I code a webapp in
google-app-engine in python and I use cursors in my pagination to go to the next page. The pagination should also let the user go backwards and for example 20 pages forward (but maybe not to the last page). Previously appengine API couldn't let the user go backwards in a good way except caching the previous page and there was no good or easy way to go to the middle of a result set or 20 pages forward in one go.
Is my best bet to do like google and fetch 10 or 20 pages and then use caching to split the pages and forget about achieving a way to go to the middle of a large result set?
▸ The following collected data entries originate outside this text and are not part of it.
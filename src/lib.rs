//! # construction-db
//!
//! Data-access layer for a construction business: clients, companies,
//! construction sites, jobs, employees and tools, stored in one SQLite file.
//! Every operation opens its own connection, runs a single statement, then
//! commits and closes.

pub mod cli;
pub mod config;
pub mod core;
pub mod db;
pub mod error;

// Re-export commonly used types
pub use config::Config;
pub use crate::core::{Record, Repository};
pub use db::{DbPath, Table};
pub use error::{Error, Result};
I agree there is no clear rationale why a user would want to go to the last page or to the middle of a result set that has 100 pages of 50 items each.
I'm going to implement sorting by date as the default sorting and also sorting by price ascending and descending (the webapp is an online classifieds site similar to craigslist where you can search and page through classified ads).
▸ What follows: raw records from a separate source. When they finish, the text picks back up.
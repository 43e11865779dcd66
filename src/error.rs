//! Error types for the construction database.

use std::io;

/// Result type alias for construction database operations.
pub type Result<T> = std::result::Result<T, Error>;

/// Main error enum.
///
/// Engine failures are passed through untouched in [`Error::Db`]; the
/// repository layer never catches or retries them.
#[derive(Debug, thiserror::Error)]
pub enum Error {
    /// Database error (schema, constraint, locked or unwritable file).
    #[error("Database error: {0}")]
    Db(#[from] rusqlite::Error),

    /// IO error.
    #[error("IO error: {0}")]
    Io(#[from] io::Error),

    /// Table name not part of the schema.
    #[error("Unknown table: {0}. Expected one of: {tables}", tables = known_tables())]
    UnknownTable(String),
}

impl Error {
    /// Whether this is an SQLite constraint failure (foreign key, NOT NULL, ...).
    pub fn is_constraint_violation(&self) -> bool {
        matches!(
            self,
            Error::Db(rusqlite::Error::SqliteFailure(e, _))
                if e.code == rusqlite::ErrorCode::ConstraintViolation
        )
    }
}

fn known_tables() -> String {
    crate::db::Table::ALL
        .iter()
        .map(|t| t.name())
        .collect::<Vec<_>>()
        .join(", ")
}
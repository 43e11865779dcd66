//! Database layer.
//!
//! Handles the scoped SQLite connection and the fixed table definitions.

mod connection;
pub mod schema;

pub use connection::{with_connection, DbPath, ScopedConnection};
pub use schema::Table;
My somewhat dirty code that I'm going to clean is the following which achieves paging to the next page by using the cursor method. I beg your pardon if the code is very dirty but it's the first write without refactoring.
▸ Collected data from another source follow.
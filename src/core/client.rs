//! Clients.

use crate::config::Config;
use crate::core::record::{opt_text, Record};
use crate::db::with_connection;
use crate::error::Result;
use rusqlite::types::Value;
use rusqlite::Row;
use tracing::debug;

/// A client commissioning construction sites.
#[derive(Debug, Clone, PartialEq, Eq)]
pub struct Client {
    pub id: i64,
    pub name: Option<String>,
    pub address: Option<String>,
}

impl Client {
    fn from_row(row: &Row) -> rusqlite::Result<Self> {
        Ok(Self {
            id: row.get("client_id")?,
            name: row.get("client_name")?,
            address: row.get("client_address")?,
        })
    }
}

impl Record for Client {
    fn values(&self) -> Vec<Value> {
        vec![
            Value::Integer(self.id),
            opt_text(&self.name),
            opt_text(&self.address),
        ]
    }
}

/// Operations on the Clients table.
pub struct Clients<'a> {
    config: &'a Config,
}

impl<'a> Clients<'a> {
    pub(crate) fn new(config: &'a Config) -> Self {
        Self { config }
    }

    /// Insert a client and return its id.
    pub fn create(&self, name: &str, address: &str) -> Result<i64> {
        let id = with_connection(self.config, |conn| {
            conn.execute(
                "INSERT INTO Clients (client_name, client_address) VALUES (?1, ?2)",
                (name, address),
            )?;
            Ok(conn.last_insert_rowid())
        })?;
        debug!(id, name, "created client");
        Ok(id)
    }

    pub fn list(&self) -> Result<Vec<Client>> {
        with_connection(self.config, |conn| {
            conn.query(
                "SELECT client_id, client_name, client_address FROM Clients ORDER BY client_id",
                [],
                Client::from_row,
            )
        })
    }

    /// Move every client at `old_address` to `new_address`.
    ///
    /// Matches on the old address, not the id: all clients sharing it are
    /// updated. Returns the number of rows changed.
    pub fn update_address(&self, old_address: &str, new_address: &str) -> Result<usize> {
        let changed = with_connection(self.config, |conn| {
            conn.execute(
                "UPDATE Clients SET client_address = ?1 WHERE client_address = ?2",
                (new_address, old_address),
            )
        })?;
        debug!(old_address, new_address, changed, "updated client address");
        Ok(changed)
    }

    /// Delete a client. Unknown ids are a no-op.
    pub fn delete(&self, id: i64) -> Result<usize> {
        let deleted = with_connection(self.config, |conn| {
            conn.execute("DELETE FROM Clients WHERE client_id = ?1", [id])
        })?;
        debug!(id, deleted, "deleted client");
        Ok(deleted)
    }
}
def find_documents3(url, query_string, doc_limit, cursor, indexname=_INDEX_NAME):
try:
date_desc = search.SortExpression(expression='date',
direction=search.SortExpression.DESCENDING,
default_value=datetime(1999, 01, 01))
hr_desc = search.SortExpression(expression='hour',
direction=search.SortExpression.DESCENDING,
default_value=1)
min_desc = search.SortExpression(expression='minute',
direction=search.SortExpression.DESCENDING,
default_value=1)
# Sort up to matching results by subject in descending order
sort = search.SortOptions(expressions=[date_desc, hr_desc,
min_desc], limit=ACCURACY)
# Set query options
options = search.QueryOptions(limit=doc_limit, cursor=cursor,
sort_options=sort,
number_found_accuracy=10000,
# returned_fields=['title', 'city', 'region','category', 'adID', 'date','price', 'type', 'company_ad', 'adID', 'cityID','regionID', 'hour','minute'],
#snippeted_fields=['text']
)
if "127" not in url:
query_string = query_string + ' url:' + url
query = search.Query(query_string=query_string, options=options)
'''
if url == 'www.kewlbusiness.com':
_INDEX_NAME='kewlbusiness'
elif url == 'www.qlbusiness.com':
_INDEX_NAME='qlbusiness'
elif url == 'www.new-ads.com':
_INDEX_NAME='new-ads'
elif url == 'www.ads-somali.com':
_INDEX_NAME='ads-somali'
elif url == 'www.klokaffar.se' or url == '127.0.0.1:8080' :
_INDEX_NAME='klokaffar'
'''
logging.info('indexname '+indexname)
index = search.Index(name=indexname)
# Execute the query
return index.search(query)
except search.PutError as e:
logging.exception('caught PutError %s', e)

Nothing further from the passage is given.